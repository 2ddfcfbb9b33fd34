// SPDX-License-Identifier: MIT
// Copyright 2026 Roland Dreier <roland@rolandd.dev>

//! Shared helpers for timestamps and date display.

use chrono::{DateTime, NaiveDate, NaiveDateTime, Utc};

/// Current time as Unix epoch milliseconds.
pub fn now_millis() -> i64 {
    Utc::now().timestamp_millis()
}

/// Parse the date formats the backend emits: RFC3339, naive datetime, or a plain date.
pub fn parse_backend_date(raw: &str) -> Option<NaiveDate> {
    if let Ok(dt) = DateTime::parse_from_rfc3339(raw) {
        return Some(dt.with_timezone(&Utc).date_naive());
    }
    if let Ok(dt) = NaiveDateTime::parse_from_str(raw, "%Y-%m-%dT%H:%M:%S%.f") {
        return Some(dt.date());
    }
    NaiveDate::parse_from_str(raw, "%Y-%m-%d").ok()
}

/// "October 16, 2026"; unparseable input is shown as-is.
pub fn format_long_date(raw: &str) -> String {
    parse_backend_date(raw)
        .map(|d| d.format("%B %-d, %Y").to_string())
        .unwrap_or_else(|| raw.to_string())
}

/// "Oct 16, 2026"; unparseable input is shown as-is.
pub fn format_short_date(raw: &str) -> String {
    parse_backend_date(raw)
        .map(|d| d.format("%b %-d, %Y").to_string())
        .unwrap_or_else(|| raw.to_string())
}
// SPDX-License-Identifier: MIT
// Copyright 2026 Roland Dreier <roland@rolandd.dev>

//! HTTP route handlers for the dashboard shell.
//!
//! GET handlers render the page; POST handlers apply their action and
//! redirect back to `/`.

pub mod auth;
pub mod forms;
pub mod pages;

use crate::app;
use crate::error::Result;
use crate::middleware::auth::require_session;
use crate::AppState;
use axum::{
    extract::State,
    middleware,
    response::{Html, IntoResponse, Redirect, Response},
    routing::get,
    Json, Router,
};
use serde::Serialize;
use std::sync::Arc;
use tower_http::trace::{DefaultMakeSpan, DefaultOnResponse, TraceLayer};
use tracing::Level;

#[derive(Serialize)]
pub struct HealthResponse {
    pub status: String,
    pub build_id: String,
    pub authenticated: bool,
}

/// Health check response
async fn health_check(State(state): State<Arc<AppState>>) -> Json<HealthResponse> {
    let build_id = option_env!("BUILD_ID").unwrap_or("unknown").to_string();
    Json(HealthResponse {
        status: "ok".to_string(),
        build_id,
        authenticated: state.auth.is_session_valid(),
    })
}

/// Current page. An expired session falls back to the login prompt.
async fn index(State(state): State<Arc<AppState>>) -> Html<String> {
    let mut page = state.page.write().await;
    if page.is_authenticated() && !state.auth.is_session_valid() {
        page.show_login();
    }
    let html = page.to_html();
    page.take_notice();
    Html(html)
}

/// Finish a GET action: auth failures go back to `/`, anything else renders.
pub(crate) async fn render(state: &AppState, result: Result<()>) -> Result<Response> {
    app::settle(state, result).await?;
    let mut page = state.page.write().await;
    if !page.is_authenticated() {
        return Ok(Redirect::to("/").into_response());
    }
    let html = page.to_html();
    page.take_notice();
    Ok(Html(html).into_response())
}

/// Finish a POST action with a redirect to `/`.
pub(crate) async fn redirect(state: &AppState, result: Result<()>) -> Result<Redirect> {
    app::settle(state, result).await?;
    Ok(Redirect::to("/"))
}

/// Build the complete router with all routes.
pub fn create_router(state: Arc<AppState>) -> Router {
    // Public routes (no session required)
    let public_routes = Router::new()
        .route("/", get(index))
        .route("/health", get(health_check))
        .merge(auth::routes());

    // Dashboard routes (session required)
    let protected_routes = Router::new()
        .merge(pages::routes())
        .merge(forms::routes())
        .route_layer(middleware::from_fn_with_state(
            state.clone(),
            require_session,
        ));

    Router::new()
        .merge(public_routes)
        .merge(protected_routes)
        .layer(middleware::from_fn(
            crate::middleware::security::add_security_headers,
        ))
        .layer(
            TraceLayer::new_for_http()
                .make_span_with(DefaultMakeSpan::new().level(Level::INFO))
                .on_response(DefaultOnResponse::new().level(Level::INFO)),
        )
        .with_state(state)
}
// SPDX-License-Identifier: MIT
// Copyright 2026 Roland Dreier <roland@rolandd.dev>

//! Planning-service payloads.

use serde::{Deserialize, Serialize};

#[derive(Debug, Clone, Default, Deserialize)]
#[serde(rename_all = "camelCase")]
pub struct RetirementPlan {
    #[serde(default)]
    pub projected_balance: Option<f64>,
    #[serde(default)]
    pub projected_monthly_income: Option<f64>,
    #[serde(default)]
    pub status: Option<String>,
}

/// Pre-formatted monthly benefits at the three claiming ages.
#[derive(Debug, Clone, Default, Deserialize)]
#[serde(rename_all = "camelCase")]
pub struct SocialSecurityEstimate {
    #[serde(default)]
    pub formatted_benefit_at_62: Option<String>,
    #[serde(default)]
    pub formatted_benefit_at_67: Option<String>,
    #[serde(default)]
    pub formatted_benefit_at_70: Option<String>,
}

#[derive(Debug, Clone, Default, Deserialize)]
#[serde(rename_all = "camelCase")]
pub struct InvestmentStrategy {
    #[serde(default)]
    pub current_strategy: Option<String>,
    #[serde(default)]
    pub risk_level: Option<String>,
    #[serde(default)]
    pub stocks_percentage: Option<f64>,
    #[serde(default)]
    pub bonds_percentage: Option<f64>,
}

/// Projected outcome of one plan variant.
#[derive(Debug, Clone, PartialEq, Serialize, Deserialize)]
#[serde(rename_all = "camelCase")]
pub struct ScenarioPlan {
    pub projected_balance: f64,
    pub projected_monthly_income: f64,
    pub status: String,
}

#[derive(Debug, Clone, PartialEq, Serialize, Deserialize)]
pub struct Scenario {
    pub description: String,
    pub plan: ScenarioPlan,
}

/// `/api/planning/scenarios/{userId}`: the current plan and up to three what-ifs.
#[derive(Debug, Clone, PartialEq, Serialize, Deserialize)]
#[serde(rename_all = "camelCase")]
pub struct Scenarios {
    pub current: ScenarioPlan,
    #[serde(default)]
    pub scenario_a: Option<Scenario>,
    #[serde(default)]
    pub scenario_b: Option<Scenario>,
    #[serde(default)]
    pub scenario_c: Option<Scenario>,
}

impl Scenarios {
    pub fn alternatives(&self) -> impl Iterator<Item = &Scenario> {
        [&self.scenario_a, &self.scenario_b, &self.scenario_c]
            .into_iter()
            .flatten()
    }
}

[What needs to be done]
Print the records above exactly as written.

[Reply]
repository 2ddfcfbb9b33fd34
// SPDX-License-Identifier: MIT
// Copyright 2026 Roland Dreier <roland@rolandd.dev>

//! Shared helpers for timestamps and date display.

use chrono::{DateTime, NaiveDate, NaiveDateTime, Utc};

/// Current time as Unix epoch milliseconds.
pub fn now_millis() -> i64 {
    Utc::now().timestamp_millis()
}

/// Parse the date formats the backend emits: RFC3339, naive datetime, or a plain date.
pub fn parse_backend_date(raw: &str) -> Option<NaiveDate> {
    if let Ok(dt) = DateTime::parse_from_rfc3339(raw) {
        return Some(dt.with_timezone(&Utc).date_naive());
    }
    if let Ok(dt) = NaiveDateTime::parse_from_str(raw, "%Y-%m-%dT%H:%M:%S%.f") {
        return Some(dt.date());
    }
    NaiveDate::parse_from_str(raw, "%Y-%m-%d").ok()
}

/// "October 16, 2026"; unparseable input is shown as-is.
pub fn format_long_date(raw: &str) -> String {
    parse_backend_date(raw)
        .map(|d| d.format("%B %-d, %Y").to_string())
        .unwrap_or_else(|| raw.to_string())
}

/// "Oct 16, 2026"; unparseable input is shown as-is.
pub fn format_short_date(raw: &str) -> String {
    parse_backend_date(raw)
        .map(|d| d.format("%b %-d, %Y").to_string())
        .unwrap_or_else(|| raw.to_string())
}
// SPDX-License-Identifier: MIT
// Copyright 2026 Roland Dreier <roland@rolandd.dev>

//! HTTP route handlers for the dashboard shell.
//!
//! GET handlers render the page; POST handlers apply their action and
//! redirect back to `/`.

pub mod auth;
pub mod forms;
pub mod pages;

use crate::app;
use crate::error::Result;
use crate::middleware::auth::require_session;
use crate::AppState;
use axum::{
    extract::State,
    middleware,
    response::{Html, IntoResponse, Redirect, Response},
    routing::get,
    Json, Router,
};
use serde::Serialize;
use std::sync::Arc;
use tower_http::trace::{DefaultMakeSpan, DefaultOnResponse, TraceLayer};
use tracing::Level;

#[derive(Serialize)]
pub struct HealthResponse {
    pub status: String,
    pub build_id: String,
    pub authenticated: bool,
}

/// Health check response
async fn health_check(State(state): State<Arc<AppState>>) -> Json<HealthResponse> {
    let build_id = option_env!("BUILD_ID").unwrap_or("unknown").to_string();
    Json(HealthResponse {
        status: "ok".to_string(),
        build_id,
        authenticated: state.auth.is_session_valid(),
    })
}

/// Current page. An expired session falls back to the login prompt.
async fn index(State(state): State<Arc<AppState>>) -> Html<String> {
    let mut page = state.page.write().await;
    if page.is_authenticated() && !state.auth.is_session_valid() {
        page.show_login();
    }
    let html = page.to_html();
    page.take_notice();
    Html(html)
}

/// Finish a GET action: auth failures go back to `/`, anything else renders.
pub(crate) async fn render(state: &AppState, result: Result<()>) -> Result<Response> {
    app::settle(state, result).await?;
    let mut page = state.page.write().await;
    if !page.is_authenticated() {
        return Ok(Redirect::to("/").into_response());
    }
    let html = page.to_html();
    page.take_notice();
    Ok(Html(html).into_response())
}

/// Finish a POST action with a redirect to `/`.
pub(crate) async fn redirect(state: &AppState, result: Result<()>) -> Result<Redirect> {
    app::settle(state, result).await?;
    Ok(Redirect::to("/"))
}

/// Build the complete router with all routes.
pub fn create_router(state: Arc<AppState>) -> Router {
    // Public routes (no session required)
    let public_routes = Router::new()
        .route("/", get(index))
        .route("/health", get(health_check))
        .merge(auth::routes());

    // Dashboard routes (session required)
    let protected_routes = Router::new()
        .merge(pages::routes())
        .merge(forms::routes())
        .route_layer(middleware::from_fn_with_state(
            state.clone(),
            require_session,
        ));

    Router::new()
        .merge(public_routes)
        .merge(protected_routes)
        .layer(middleware::from_fn(
            crate::middleware::security::add_security_headers,
        ))
        .layer(
            TraceLayer::new_for_http()
                .make_span_with(DefaultMakeSpan::new().level(Level::INFO))
                .on_response(DefaultOnResponse::new().level(Level::INFO)),
        )
        .with_state(state)
}
// SPDX-License-Identifier: MIT
// Copyright 2026 Roland Dreier <roland@rolandd.dev>

//! Planning-service payloads.

use serde::{Deserialize, Serialize};

#[derive(Debug, Clone, Default, Deserialize)]
#[serde(rename_all = "camelCase")]
pub struct RetirementPlan {
    #[serde(default)]
    pub projected_balance: Option<f64>,
    #[serde(default)]
    pub projected_monthly_income: Option<f64>,
    #[serde(default)]
    pub status: Option<String>,
}

/// Pre-formatted monthly benefits at the three claiming ages.
#[derive(Debug, Clone, Default, Deserialize)]
#[serde(rename_all = "camelCase")]
pub struct SocialSecurityEstimate {
    #[serde(default)]
    pub formatted_benefit_at_62: Option<String>,
    #[serde(default)]
    pub formatted_benefit_at_67: Option<String>,
    #[serde(default)]
    pub formatted_benefit_at_70: Option<String>,
}

#[derive(Debug, Clone, Default, Deserialize)]
#[serde(rename_all = "camelCase")]
pub struct InvestmentStrategy {
    #[serde(default)]
    pub current_strategy: Option<String>,
    #[serde(default)]
    pub risk_level: Option<String>,
    #[serde(default)]
    pub stocks_percentage: Option<f64>,
    #[serde(default)]
    pub bonds_percentage: Option<f64>,
}

/// Projected outcome of one plan variant.
#[derive(Debug, Clone, PartialEq, Serialize, Deserialize)]
#[serde(rename_all = "camelCase")]
pub struct ScenarioPlan {
    pub projected_balance: f64,
    pub projected_monthly_income: f64,
    pub status: String,
}

#[derive(Debug, Clone, PartialEq, Serialize, Deserialize)]
pub struct Scenario {
    pub description: String,
    pub plan: ScenarioPlan,
}

/// `/api/planning/scenarios/{userId}`: the current plan and up to three what-ifs.
#[derive(Debug, Clone, PartialEq, Serialize, Deserialize)]
#[serde(rename_all = "camelCase")]
pub struct Scenarios {
    pub current: ScenarioPlan,
    #[serde(default)]
    pub scenario_a: Option<Scenario>,
    #[serde(default)]
    pub scenario_b: Option<Scenario>,
    #[serde(default)]
    pub scenario_c: Option<Scenario>,
}

impl Scenarios {
    pub fn alternatives(&self) -> impl Iterator<Item = &Scenario> {
        [&self.scenario_a, &self.scenario_b, &self.scenario_c]
            .into_iter()
            .flatten()
    }
}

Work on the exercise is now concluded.